Las reacciones que ha suscitado la destitución por parte del papa Francisco del obispo de Tyler, Estados Unidos, Mons. Joseph Strickland, por parte de los grupos adversos al actual papado, me ha traído a la memoria al obispo de Evreux, Francia, Jacques Gaillot, fallecido en abril pasado, quien en 1995, en tiempos de San Juan Pablo II, fue destituido de su diócesis y nombrado sardónicamente a una diócesis fantasma que existió en el Sahara de nombre Partenia.
En aquella ocasión, al obispo Gaillot se le acusaba de discrepar con la Conferencia Episcopal francesa en cuanto a la unidad y por ende con la sede de Pedro, además de ciertas posiciones aperturistas en cuanto a ciertos temas de frontera, pero lo que estaba en frente era el compromiso y las posiciones que el obispo había tomado con relación a los inmigrantes, excluidos y desfavorecido de su diócesis, junto a su defensa del legado del Concilio Vaticano II, priorizar la justicia en vez de la disciplina sexual, una Iglesia que no aspire a reconquistas y a esplendores del pasado sino a servir a los marginados, su defensa de los Derechos Humanos y su manera muy propio de asumir el episcopado sin todas las minucias y oropeles del cargo (o de la dignidad como dicen algunos). Uno de sus pronunciamientos fue el libro “Una Iglesia que no sirve, no sirve para nada”, donde expone sus criterios y visiones de la Iglesia e invita a enraizarse profundamente en el evangelio y expresa su respeto por el sucesor de Pedro en ese momento, como ya dijimos que era San Juan Pablo II, diciendo: “Yo acepto con fe a aquel a quien Dios ha puesto al frente de su Iglesia. Mi ministerio de obispo solo se concibe en comunión con él” (Pag. 124).

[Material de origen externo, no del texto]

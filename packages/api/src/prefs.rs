//! Per-device presentation preferences. Only the color theme is stored;
//! it lives in its own well-known slot beside the tables.

use store::{Storage, StoreError};

/// Well-known slot holding the theme choice.
pub const THEME_SLOT: &str = "theme";

/// Color theme for the UI. Dark is the application default.
#[derive(Clone, Copy, Debug, Default, PartialEq, Eq)]
pub enum Theme {
    #[default]
    Dark,
    Light,
}

impl Theme {
    /// The value stored on device.
    pub fn as_str(self) -> &'static str {
        match self {
            Theme::Dark => "dark",
            Theme::Light => "light",
        }
    }

    /// Parse a stored value; anything unrecognized falls back to dark.
    pub fn from_stored(value: &str) -> Theme {
        match value {
            "light" => Theme::Light,
            _ => Theme::Dark,
        }
    }

    /// The other theme.
    pub fn toggled(self) -> Theme {
        match self {
            Theme::Dark => Theme::Light,
            Theme::Light => Theme::Dark,
        }
    }
}

/// Theme persistence over the `theme` slot.
pub struct Preferences<S: Storage> {
    storage: S,
}

impl<S: Storage> Preferences<S> {
    pub fn new(storage: S) -> Self {
        Self { storage }
    }

    /// The stored theme, defaulting to dark when absent or unreadable.
    pub async fn theme(&self) -> Theme {
        match self.storage.read(THEME_SLOT).await {
            Ok(Some(value)) => Theme::from_stored(&value),
            Ok(None) => Theme::default(),
            Err(err) => {
                tracing::warn!(%err, "theme slot unreadable, using default");
                Theme::default()
            }
        }
    }

    pub async fn set_theme(&self, theme: Theme) -> Result<(), StoreError> {
        self.storage.write(THEME_SLOT, theme.as_str()).await
    }

    /// Flip between dark and light, returning the new theme.
    pub async fn toggle_theme(&self) -> Result<Theme, StoreError> {
        let next = self.theme().await.toggled();
        self.set_theme(next).await?;
        Ok(next)
    }
}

Después de ser destituido siguió trabajando en nombre del evangelio con los más desposeído de Francia y tenía una página en internet, a la cual le puso el nombre de la Diócesis Fantasma: Partenia, desde donde mantenía diálogo con todo el mundo y seguía su labor concientizadora y de ayuda a los más pobres.
El caso del obispo Strickland es todo lo contrario, ya que tenemos a un hombre cuya destitución hasta ahora parece ser por asuntos administrativos ya que desde hace un tiempo recibió una visita apostólica, encomendada por la Santa Sede a dos obispos norteamericanos, los cuales le recomendaban a Strickland renunciar, lo cual no aceptó y a partir de ahí su destitución, pero para nadie era secreto la oposición de este obispo a ciertos pronunciamiento del papa Francisco, los cuales tildaba de que el papa quería cambiar la doctrina, su devoción a la misa tridentina, rechazo a la vacuna contra la COVID-19, pronunciamientos a favor de la Fraternidad San Pio X, contra el Sínodo de la sinodalidad, y otros chismes de lugar.
La cuestión es que ambos representan esta disyuntiva eterna que acompaña a la Iglesia en su historia: apertura y diálogo con los problemas actuales y cuestionantes del mundo, o una Iglesia vuelta solo sobre sí misma, apegada a su pasado y solo con una visión de los trascendentes, ajena a toda inmanencia humana. Es algo que viene desde los orígenes de la misma Iglesia, desde el primer problema entre cristianos paganos y judaizantes, alejandrinos y antioquenos, oriente y occidente, reformadores e indulgencias, modernistas y tridentinos, teología de la liberación y ortodoxia, y todo va a depender de quien esté en el solio de Pedro, donde habrá apoyadores y detractores, hoy de izquierda y de derecha, conservadores y liberales. Un juego que cansa y hace perder muchas energías en pro de lo propio de la Iglesia que es el evangelio y su vivencia en el mundo, un laberinto ante el cual no vemos salida, a tal punto de recordar la obra de Gabriel García Márquez “El amor en los tiempos del cólera”, cuando se le pregunta al capitán de la barcaza qué cuánto tiempo iban a estar en este ir y venir, y él le responde: “Toda la vida”.